### Given entries
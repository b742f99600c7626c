//! User profiles
//!
//! Profiles resolved through the user directory collaborator. The core only
//! needs identity, contact email, role kind, and declared interest
//! categories.

use serde::{Deserialize, Serialize};
use uuid::Uuid;

use super::rfi::Category;

/// Role kind of a directory user.
#[derive(Debug, Clone, Copy, PartialEq, Eq, Serialize, Deserialize)]
#[serde(rename_all = "snake_case")]
pub enum UserKind {
    Buyer,
    ProgramStaff,
    Vendor,
}

impl UserKind {
    pub fn as_str(&self) -> &'static str {
        match self {
            UserKind::Buyer => "buyer",
            UserKind::ProgramStaff => "program_staff",
            UserKind::Vendor => "vendor",
        }
    }
}

impl std::fmt::Display for UserKind {
    fn fmt(&self, f: &mut std::fmt::Formatter<'_>) -> std::fmt::Result {
        write!(f, "{}", self.as_str())
    }
}

impl std::str::FromStr for UserKind {
    type Err = String;

    fn from_str(s: &str) -> Result<Self, Self::Err> {
        match s {
            "buyer" => Ok(UserKind::Buyer),
            "program_staff" => Ok(UserKind::ProgramStaff),
            "vendor" => Ok(UserKind::Vendor),
            other => Err(format!("unknown user kind: {}", other)),
        }
    }
}

/// Directory user as seen by the core.
#[derive(Debug, Clone, PartialEq, Serialize, Deserialize)]
pub struct UserProfile {
    pub id: Uuid,
    pub name: String,
    pub email: String,
    pub kind: UserKind,
    /// Categories of interest declared by vendors; empty for other kinds.
    pub interest_categories: Vec<Category>,
}

#[cfg(test)]
mod tests {
    use super::*;

    #[test]
    fn test_user_kind_round_trip() {
        for kind in [UserKind::Buyer, UserKind::ProgramStaff, UserKind::Vendor] {
            let parsed: UserKind = kind.as_str().parse().unwrap();
            assert_eq!(parsed, kind);
        }
    }

    #[test]
    fn test_unknown_user_kind() {
        assert!("auditor".parse::<UserKind>().is_err());
    }
}
//! Domain module
//!
//! Core domain types and business logic.

pub mod addenda;
pub mod context;
pub mod discovery_day;
pub mod error;
pub mod matching;
pub mod rfi;
pub mod status;
pub mod user;

pub use addenda::{reconcile, DELETION_SENTINEL};
pub use context::OperationContext;
pub use discovery_day::{classify, select_impacted, DiscoveryDayChange};
pub use error::{DomainError, FieldError, ValidationErrors};
pub use matching::{match_vendors, VendorMatch};
pub use rfi::{
    Addendum, Attendee, Category, DiscoveryDay, Registration, UnknownCategory, Version,
};
pub use status::{derive_status, RfiStatus};
pub use user::{UserKind, UserProfile};
//! Postgres-backed document store
//!
//! Persists each aggregate as one jsonb document with a seq column used for
//! the compare-and-swap. The document's embedded seq and the column are
//! written together so they never diverge.

use sqlx::PgPool;
use uuid::Uuid;

use crate::aggregate::RfiAggregate;

use super::{DocumentStore, StoreError};

/// jsonb document store over Postgres.
#[derive(Debug, Clone)]
pub struct PgDocumentStore {
    pool: PgPool,
}

impl PgDocumentStore {
    pub fn new(pool: PgPool) -> Self {
        Self { pool }
    }
}

#[async_trait::async_trait]
impl DocumentStore for PgDocumentStore {
    async fn insert(&self, rfi: &RfiAggregate) -> Result<(), StoreError> {
        let doc = serde_json::to_value(rfi)?;

        let result = sqlx::query(
            r#"
            INSERT INTO rfis (id, seq, doc, created_at)
            VALUES ($1, $2, $3, $4)
            "#,
        )
        .bind(rfi.id())
        .bind(rfi.seq())
        .bind(doc)
        .bind(rfi.created_at())
        .execute(&self.pool)
        .await;

        match result {
            Ok(_) => Ok(()),
            Err(sqlx::Error::Database(db)) if db.is_unique_violation() => {
                Err(StoreError::AlreadyExists(rfi.id()))
            }
            Err(e) => Err(StoreError::Database(e)),
        }
    }

    async fn update(&self, rfi: &RfiAggregate) -> Result<(), StoreError> {
        let mut next = rfi.clone();
        next.bump_seq();
        let doc = serde_json::to_value(&next)?;

        let result = sqlx::query(
            r#"
            UPDATE rfis
            SET doc = $2, seq = $3
            WHERE id = $1 AND seq = $4
            "#,
        )
        .bind(rfi.id())
        .bind(doc)
        .bind(next.seq())
        .bind(rfi.seq())
        .execute(&self.pool)
        .await?;

        if result.rows_affected() == 0 {
            let found: Option<i64> = sqlx::query_scalar("SELECT seq FROM rfis WHERE id = $1")
                .bind(rfi.id())
                .fetch_optional(&self.pool)
                .await?;

            return match found {
                Some(found) => Err(StoreError::Conflict {
                    id: rfi.id(),
                    expected: rfi.seq(),
                    found,
                }),
                None => Err(StoreError::NotFound(rfi.id())),
            };
        }

        Ok(())
    }

    async fn find_by_id(&self, id: Uuid) -> Result<Option<RfiAggregate>, StoreError> {
        let doc: Option<serde_json::Value> =
            sqlx::query_scalar("SELECT doc FROM rfis WHERE id = $1")
                .bind(id)
                .fetch_optional(&self.pool)
                .await?;

        match doc {
            Some(doc) => Ok(Some(serde_json::from_value(doc)?)),
            None => Ok(None),
        }
    }

    async fn list(&self) -> Result<Vec<RfiAggregate>, StoreError> {
        let docs: Vec<serde_json::Value> =
            sqlx::query_scalar("SELECT doc FROM rfis ORDER BY created_at")
                .fetch_all(&self.pool)
                .await?;

        docs.into_iter()
            .map(|doc| serde_json::from_value(doc).map_err(StoreError::from))
            .collect()
    }
}
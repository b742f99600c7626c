//! RFI snapshot types
//!
//! A Version is one immutable edit of an RFI's content. Every field is a
//! complete snapshot; no version reads fields from another version except
//! through addenda reconciliation at construction time.

use chrono::{DateTime, Utc};
use serde::{Deserialize, Serialize};
use uuid::Uuid;

/// Controlled vocabulary of commodity categories.
///
/// Vendors declare interest in these; vendor matching at publish time is
/// unordered set intersection against a version's category list.
#[derive(Debug, Clone, Copy, PartialEq, Eq, Hash, Serialize, Deserialize)]
#[serde(rename_all = "snake_case")]
pub enum Category {
    SoftwareDevelopment,
    CloudServices,
    CyberSecurity,
    DataAnalytics,
    NetworkInfrastructure,
    ItConsulting,
}

impl Category {
    /// Every value in the vocabulary, for listings and validation messages.
    pub const ALL: [Category; 6] = [
        Category::SoftwareDevelopment,
        Category::CloudServices,
        Category::CyberSecurity,
        Category::DataAnalytics,
        Category::NetworkInfrastructure,
        Category::ItConsulting,
    ];

    pub fn as_str(&self) -> &'static str {
        match self {
            Category::SoftwareDevelopment => "software_development",
            Category::CloudServices => "cloud_services",
            Category::CyberSecurity => "cyber_security",
            Category::DataAnalytics => "data_analytics",
            Category::NetworkInfrastructure => "network_infrastructure",
            Category::ItConsulting => "it_consulting",
        }
    }
}

impl std::fmt::Display for Category {
    fn fmt(&self, f: &mut std::fmt::Formatter<'_>) -> std::fmt::Result {
        write!(f, "{}", self.as_str())
    }
}

/// Value outside the category vocabulary
#[derive(Debug, Clone, PartialEq, Eq, thiserror::Error)]
#[error("unknown category: {0}")]
pub struct UnknownCategory(pub String);

impl std::str::FromStr for Category {
    type Err = UnknownCategory;

    fn from_str(s: &str) -> Result<Self, Self::Err> {
        Category::ALL
            .iter()
            .copied()
            .find(|c| c.as_str() == s)
            .ok_or_else(|| UnknownCategory(s.to_string()))
    }
}

/// Optional scheduled session attached to a version.
#[derive(Debug, Clone, PartialEq, Serialize, Deserialize)]
pub struct DiscoveryDay {
    pub occurring_at: DateTime<Utc>,
    pub venue: String,
    pub remote_access: String,
}

/// Dated textual amendment attached to a version.
///
/// Addenda have no stable identifier; positional correspondence is the only
/// linkage between the addenda of consecutive versions.
#[derive(Debug, Clone, PartialEq, Serialize, Deserialize)]
pub struct Addendum {
    pub created_at: DateTime<Utc>,
    pub updated_at: DateTime<Utc>,
    pub description: String,
}

/// One person attending a discovery day session.
#[derive(Debug, Clone, PartialEq, Serialize, Deserialize)]
pub struct Attendee {
    pub name: String,
    pub email: String,
    pub remote: bool,
}

/// One immutable edit of an RFI's content.
#[derive(Debug, Clone, PartialEq, Serialize, Deserialize)]
pub struct Version {
    pub created_at: DateTime<Utc>,
    pub created_by: Uuid,

    /// Derived from a date+time pair at creation; must be in the future
    /// relative to creation except when explicitly re-edited.
    pub closing_at: DateTime<Utc>,

    /// Days added to `closing_at` before the late response window closes.
    pub grace_period_days: u32,

    pub rfi_number: String,
    pub title: String,
    pub entity: String,
    pub description: String,

    /// Non-empty, in the ordering that drives representative-category
    /// selection during vendor matching.
    pub categories: Vec<Category>,

    /// Absence means no session is attached to this version.
    pub discovery_day: Option<DiscoveryDay>,

    pub addenda: Vec<Addendum>,

    /// Opaque file references.
    pub attachments: Vec<Uuid>,

    /// Buyer-role user reference.
    pub buyer_contact: Uuid,

    /// Program-staff-role user reference.
    pub program_staff_contact: Uuid,
}

/// A vendor's declaration of attendees for a discovery day.
///
/// Replaced wholesale on edit; removed on cancel or when the owning RFI
/// version removes its discovery day. At most one per vendor per RFI.
#[derive(Debug, Clone, PartialEq, Serialize, Deserialize)]
pub struct Registration {
    pub vendor: Uuid,
    pub attendees: Vec<Attendee>,
}

impl Registration {
    /// A solo registration is a vendor registering only themselves: one
    /// attendee whose email is the vendor's own.
    pub fn is_solo(&self, vendor_email: &str) -> bool {
        self.attendees.len() == 1 && self.attendees[0].email.eq_ignore_ascii_case(vendor_email)
    }
}

#[cfg(test)]
mod tests {
    use super::*;

    #[test]
    fn test_category_round_trip() {
        for category in Category::ALL {
            let parsed: Category = category.as_str().parse().unwrap();
            assert_eq!(parsed, category);
        }
    }

    #[test]
    fn test_unknown_category() {
        let err = "basket_weaving".parse::<Category>().unwrap_err();
        assert_eq!(err, UnknownCategory("basket_weaving".to_string()));
    }

    #[test]
    fn test_category_serde_matches_as_str() {
        let json = serde_json::to_string(&Category::CloudServices).unwrap();
        assert_eq!(json, r#""cloud_services""#);
    }

    #[test]
    fn test_solo_registration() {
        let registration = Registration {
            vendor: Uuid::new_v4(),
            attendees: vec![Attendee {
                name: "Pat Vendor".to_string(),
                email: "pat@vendor.example".to_string(),
                remote: false,
            }],
        };

        assert!(registration.is_solo("Pat@Vendor.example"));
        assert!(!registration.is_solo("someone-else@vendor.example"));
    }

    #[test]
    fn test_group_registration_is_not_solo() {
        let registration = Registration {
            vendor: Uuid::new_v4(),
            attendees: vec![
                Attendee {
                    name: "Pat Vendor".to_string(),
                    email: "pat@vendor.example".to_string(),
                    remote: false,
                },
                Attendee {
                    name: "Sam Colleague".to_string(),
                    email: "sam@vendor.example".to_string(),
                    remote: true,
                },
            ],
        };

        assert!(!registration.is_solo("pat@vendor.example"));
    }
}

### What to produce
Begin at the top of the listing above and set down each line exactly. Stop after the line that contains "a directory user.".

### Final answer
repository b742f99600c7626c
//! User profiles
//!
//! Profiles resolved through the user directory collaborator. The core only
//! needs identity, contact email, role kind, and declared interest
//! categories.

use serde::{Deserialize, Serialize};
use uuid::Uuid;

use super::rfi::Category;

/// Role kind of a directory user.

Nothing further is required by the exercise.